# [PROBLEM STATEMENT]
Work through the records below and copy every line that includes "async".

# [DATA UNDER STUDY]
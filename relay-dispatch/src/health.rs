//! # Health Tracking
//!
//! Two cooperating pieces:
//!
//! - [`HealthTracker`] — records request and probe outcomes on an
//!   instance's atomic state. Three consecutive failures flip the healthy
//!   flag off; any recorded success flips it back on and zeroes the
//!   counter. This is the only code that writes the flag.
//! - [`HealthChecker`] — the periodic prober. Every interval it probes all
//!   registered instances concurrently with a short per-probe timeout, and
//!   mirrors each outcome into the shared store when one is configured so
//!   sibling replicas can observe it. One immediate pass runs at startup
//!   before the first tick.
//!
//! Probe errors never surface to callers; they only mutate the healthy
//! flag and the shared record.

use crate::providers::ProviderKind;
use crate::registry::{Instance, ModelRegistry};
use crate::store::SharedStore;
use chrono::{DateTime, Utc};
use serde::{Deserialize, Serialize};
use std::sync::atomic::Ordering;
use std::sync::Arc;
use std::time::Duration;

/// Consecutive failures before an instance is gated out of selection.
pub const FAILURE_THRESHOLD: u32 = 3;

pub const DEFAULT_CHECK_INTERVAL: Duration = Duration::from_secs(30);
pub const DEFAULT_PROBE_TIMEOUT: Duration = Duration::from_secs(10);

/// Records success and failure outcomes on instance state.
#[derive(Debug, Default)]
pub struct HealthTracker;

impl HealthTracker {
    pub fn new() -> Self {
        Self
    }

    /// A successful request or probe: healthy again, counter cleared.
    pub fn record_success(&self, instance: &Instance) {
        instance.state.consecutive_failures.store(0, Ordering::Release);
        instance.state.healthy.store(true, Ordering::Release);
        instance
            .state
            .last_success_ms
            .store(Utc::now().timestamp_millis(), Ordering::Release);
    }

    /// A failed request or probe; the third in a row gates the instance.
    pub fn record_failure(&self, instance: &Instance, error: &str) {
        let failures = instance
            .state
            .consecutive_failures
            .fetch_add(1, Ordering::AcqRel)
            + 1;
        if let Ok(mut last_error) = instance.state.last_error.write() {
            *last_error = Some(error.to_string());
        }
        if failures >= FAILURE_THRESHOLD {
            let was_healthy = instance.state.healthy.swap(false, Ordering::AcqRel);
            if was_healthy {
                tracing::warn!(
                    instance = instance.id(),
                    model = instance.model(),
                    failures,
                    "instance marked unhealthy"
                );
            }
        }
    }

    pub fn is_healthy(&self, instance: &Instance) -> bool {
        instance.is_healthy()
    }
}

/// Probe outcome shared with sibling replicas via the KV store.
#[derive(Debug, Clone, Serialize, Deserialize)]
pub struct HealthRecord {
    pub instance_id: String,
    pub model: String,
    pub provider: ProviderKind,
    pub healthy: bool,
    pub latency_ms: u64,
    pub checked_at: DateTime<Utc>,
    #[serde(skip_serializing_if = "Option::is_none")]
    pub error: Option<String>,
}

/// Periodic active prober over all registered instances.
pub struct HealthChecker {
    registry: Arc<ModelRegistry>,
    tracker: Arc<HealthTracker>,
    store: Option<SharedStore>,
    interval: Duration,
    probe_timeout: Duration,
}

impl HealthChecker {
    pub fn new(
        registry: Arc<ModelRegistry>,
        tracker: Arc<HealthTracker>,
        store: Option<SharedStore>,
        interval: Duration,
        probe_timeout: Duration,
    ) -> Self {
        Self {
            registry,
            tracker,
            store,
            interval,
            probe_timeout,
        }
    }

    /// Run the probe loop until the handle is dropped or aborted. The first
    /// interval tick fires immediately, giving the startup pass.
    pub fn spawn(self) -> tokio::task::JoinHandle<()> {
        tokio::spawn(async move {
            let mut ticker = tokio::time::interval(self.interval);
            ticker.set_missed_tick_behavior(tokio::time::MissedTickBehavior::Delay);
            loop {
                ticker.tick().await;
                self.run_probe_pass().await;
            }
        })
    }

    /// Probe every registered instance concurrently.
    pub async fn run_probe_pass(&self) {
        let instances = self.registry.get_all_instances();
        if instances.is_empty() {
            return;
        }
        tracing::debug!(count = instances.len(), "running health probe pass");

        let probes = instances
            .into_iter()
            .map(|instance| self.probe_instance(instance));
        futures::future::join_all(probes).await;
    }

    async fn probe_instance(&self, instance: Arc<Instance>) {
        let started = std::time::Instant::now();
        let outcome =
            tokio::time::timeout(self.probe_timeout, instance.provider.health_check()).await;
        let latency_ms = started.elapsed().as_millis() as u64;

        let error = match outcome {
            Ok(Ok(())) => {
                self.tracker.record_success(&instance);
                None
            }
            Ok(Err(e)) => {
                let message = e.to_string();
                self.tracker.record_failure(&instance, &message);
                Some(message)
            }
            Err(_) => {
                let message = "health probe timed out".to_string();
                self.tracker.record_failure(&instance, &message);
                Some(message)
            }
        };

        if let Some(store) = &self.store {
            let record = HealthRecord {
                instance_id: instance.id().to_string(),
                model: instance.model().to_string(),
                provider: instance.provider.kind(),
                healthy: instance.is_healthy(),
                latency_ms,
                checked_at: Utc::now(),
                error,
            };
            // TTL of two intervals keeps records alive across one missed pass.
            if let Err(e) = store.put_health_record(&record, self.interval * 2).await {
                tracing::warn!(instance = instance.id(), error = %e, "failed to publish health record");
            }
        }
    }
}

# [REPLY]
        tokio::spawn(async move {
    pub async fn run_probe_pass(&self) {
    async fn probe_instance(&self, instance: Arc<Instance>) {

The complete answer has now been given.